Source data
[Start of Attachment]
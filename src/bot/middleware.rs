use crate::state::ConversationId;
use teloxide::dispatching::DpHandlerDescription;
use teloxide::dptree::{self, Handler};
use teloxide::prelude::*;
use teloxide::types::Me;
use teloxide::utils::command::BotCommands;

// ============================================================================
// Conversation identity
// ============================================================================

/// Forum topic of a message. Replies in ordinary groups also carry a
/// thread id, which is not a separate conversation.
fn topic_of(msg: &Message) -> Option<i32> {
    msg.thread_id
        .filter(|_| msg.is_topic_message)
        .map(|thread| thread.0 .0)
}

/// Identity of the conversation a message belongs to.
pub fn conversation_id(msg: &Message) -> ConversationId {
    ConversationId::new(
        msg.chat.id.0,
        topic_of(msg),
        msg.from.as_ref().map(|user| user.id.0),
    )
}

/// Identity of a button press: the chat and topic of the message holding
/// the button, and the user who pressed it.
pub fn callback_conversation_id(q: &CallbackQuery) -> Option<ConversationId> {
    let msg = q.regular_message()?;
    Some(ConversationId::new(
        msg.chat.id.0,
        topic_of(msg),
        Some(q.from.id.0),
    ))
}

// ============================================================================
// Message filters
// ============================================================================

/// Hybrid command filter
///
/// - **Private chats**: accept `/cmd` and `/cmd@bot`
/// - **Groups**: accept only `/cmd@bot`
///
/// **Requires:** `Message`, `Me`, `String` (message text)
///
/// **Injects:** `C`, the parsed command
#[must_use]
pub fn filter_hybrid_command<C, Output>() -> Handler<'static, Output, DpHandlerDescription>
where
    C: BotCommands + Send + Sync + 'static,
    Output: Send + Sync + 'static,
{
    dptree::filter_map(move |message: Message, me: Me, text: String| {
        let bot_name = me.user.username.as_deref()?;

        let cmd = C::parse(&text, bot_name).ok()?;

        if message.chat.is_private() {
            return Some(cmd);
        }

        // A bare `/start` also parses with an empty bot name; `/start@bot` does not
        let is_bare_command = C::parse(&text, "").is_ok();
        (!is_bare_command).then_some(cmd)
    })
}
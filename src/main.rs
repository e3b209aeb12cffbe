mod bot;
mod config;
mod db;
mod domain;
mod error;
mod flows;
mod router;
mod services;
mod state;

#[cfg(test)]
mod testing;

use crate::bot::transport::TelegramMessenger;
use crate::config::Config;
use crate::flows::FlowDeps;
use crate::router::MessageRouter;
use crate::services::{LocalObjectStorage, OpenAiVision};
use crate::state::{spawn_expiry_sweep, CleanupService, FlowStateRegistry};
use anyhow::{Context, Result};
use sea_orm_migration::MigratorTrait;
use std::sync::Arc;
use std::time::Duration;
use teloxide::adaptors::throttle::Limits;
use teloxide::requests::RequesterExt;
use tracing::{error, info, warn};
use tracing_subscriber::fmt::time::ChronoLocal;
use tracing_subscriber::{prelude::*, EnvFilter};

#[tokio::main]
async fn main() -> Result<()> {
    // Load configuration
    let config = Config::load()?;

    let log_level = config.log_level();
    let log_dir = &config.logging.dir;

    std::fs::create_dir_all(log_dir)?;

    // Setup file appender (daily rotation)
    let file_appender = tracing_appender::rolling::daily(log_dir, "polizabot.log");
    let (non_blocking, _guard) = tracing_appender::non_blocking(file_appender);

    // Use local time for log timestamps
    let local_timer = ChronoLocal::rfc_3339();

    let stdout_layer = tracing_subscriber::fmt::layer()
        .with_line_number(true)
        .with_file(true)
        .with_target(false)
        .with_timer(local_timer.clone());

    let file_layer = tracing_subscriber::fmt::layer()
        .with_ansi(false)
        .with_timer(local_timer)
        .with_writer(non_blocking);

    let filter_layer = EnvFilter::from_default_env()
        .add_directive(log_level.into())
        .add_directive("sqlx=warn".parse()?)
        .add_directive("sea_orm=warn".parse()?);

    tracing_subscriber::registry()
        .with(filter_layer)
        .with(stdout_layer)
        .with(file_layer)
        .init();

    info!("Starting PolizaBot...");
    info!("Logs are written to: {}", log_dir);

    // Connect to database
    let db = db::establish_connection(&config.database.url).await?;
    info!("Database connection established");

    migration::Migrator::up(&db, None).await?;
    info!("✅ Database migrations completed");

    let repo = Arc::new(db::repo::Repo::new(db.clone()));
    repo.ping().await?;
    info!("✅ Database ping successful");

    // Vision is optional; without a key the OCR flows fall back to manual entry
    let vision = Arc::new(OpenAiVision::from_config(&config.vision)?);
    if config.vision.is_configured() {
        info!("✅ Vision client initialized ({})", config.vision.model);
    } else {
        warn!("Vision API key not set, OCR flows will use manual entry");
    }

    std::fs::create_dir_all(&config.storage.root_dir)?;
    if config.storage.signing_secret.is_empty() {
        warn!("storage.signing_secret is empty, file URLs are signed with an empty secret");
    }
    let storage = Arc::new(LocalObjectStorage::new(
        config.storage.root_dir.clone(),
        config.storage.public_base_url.clone(),
        config.storage.signing_secret.clone(),
    ));
    info!("✅ Object storage at {}", config.storage.root_dir);

    // Conversational state and its expiry
    let settings = config.flows.clone();
    let registry = Arc::new(FlowStateRegistry::new(settings.photo_batch_window()));
    let cleanup = CleanupService::new(registry.clone());
    let sweeper_handle = spawn_expiry_sweep(
        registry.clone(),
        settings.state_ttl(),
        settings.sweep_interval(),
    );
    info!(
        "✅ State expiry every {:?}, idle TTL {:?}",
        settings.sweep_interval(),
        settings.state_ttl()
    );

    // Initialize Telegram Bot
    let mut bot = teloxide::Bot::new(config.telegram.bot_token.clone());
    if let Some(api_url) = config.telegram.api_url.as_deref() {
        let parsed = url::Url::parse(api_url)
            .with_context(|| format!("Invalid telegram.api_url: {}", api_url))?;
        bot = bot.set_api_url(parsed);
        info!("Using Bot API server at {}", api_url);
    }
    let messenger = Arc::new(TelegramMessenger::new(
        bot.clone().throttle(Limits::default()),
        bot.clone(),
    ));

    let deps = FlowDeps {
        messenger,
        policies: repo.clone(),
        vehicles: repo,
        vision,
        storage,
        registry,
        cleanup,
        settings,
        link_ttl: Duration::from_secs(config.storage.signed_url_ttl_sec),
    };
    let router = Arc::new(MessageRouter::new(deps));

    info!("PolizaBot initialization complete");

    // The dispatcher returns once Ctrl+C is received
    if let Err(e) = bot::run(bot, router).await {
        error!("Bot error: {:?}", e);
    }

    info!("Shutting down gracefully...");
    sweeper_handle.abort();

    info!("✅ Shutdown complete");
    Ok(())
}
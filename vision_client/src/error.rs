//! Vision client error types

use std::fmt;

#[derive(Debug)]
pub enum Error {
    /// HTTP transport error
    Http(reqwest::Error),
    /// Response body is not the expected JSON
    Json(serde_json::Error),
    /// Non-success status from the API
    Api { message: String, status: u16 },
    /// The model answered, but not with a JSON object
    EmptyAnswer,
    /// Invalid client configuration
    Config(String),
}

impl fmt::Display for Error {
    fn fmt(&self, f: &mut fmt::Formatter<'_>) -> fmt::Result {
        match self {
            Error::Http(e) => write!(f, "HTTP error: {}", e),
            Error::Json(e) => write!(f, "JSON parse error: {}", e),
            Error::Api { message, status } => {
                write!(f, "API error ({}): {}", status, message)
            }
            Error::EmptyAnswer => write!(f, "Model returned no JSON object"),
            Error::Config(msg) => write!(f, "Config error: {}", msg),
        }
    }
}

impl std::error::Error for Error {
    fn source(&self) -> Option<&(dyn std::error::Error + 'static)> {
        match self {
            Error::Http(e) => Some(e),
            Error::Json(e) => Some(e),
            _ => None,
        }
    }
}

impl From<reqwest::Error> for Error {
    fn from(e: reqwest::Error) -> Self {
        Error::Http(e)
    }
}

impl From<serde_json::Error> for Error {
    fn from(e: serde_json::Error) -> Self {
        Error::Json(e)
    }
}

pub type Result<T> = std::result::Result<T, Error>;
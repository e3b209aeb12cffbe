pub use sea_orm_migration::prelude::*;

mod m20260301_000001_create_policies;
mod m20260301_000002_create_vehicles;

pub struct Migrator;

#[async_trait::async_trait]
impl MigratorTrait for Migrator {
    fn migrations() -> Vec<Box<dyn MigrationTrait>> {
        vec![
            Box::new(m20260301_000001_create_policies::Migration),
            Box::new(m20260301_000002_create_vehicles::Migration),
        ]
    }
}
[End of Attachment]
→ **TASK DESCRIPTION**
Report every line of the records that contains the word "await".

→ **OUTPUT**
    let db = db::establish_connection(&config.database.url).await?;
    migration::Migrator::up(&db, None).await?;
    repo.ping().await?;
    if let Err(e) = bot::run(bot, router).await {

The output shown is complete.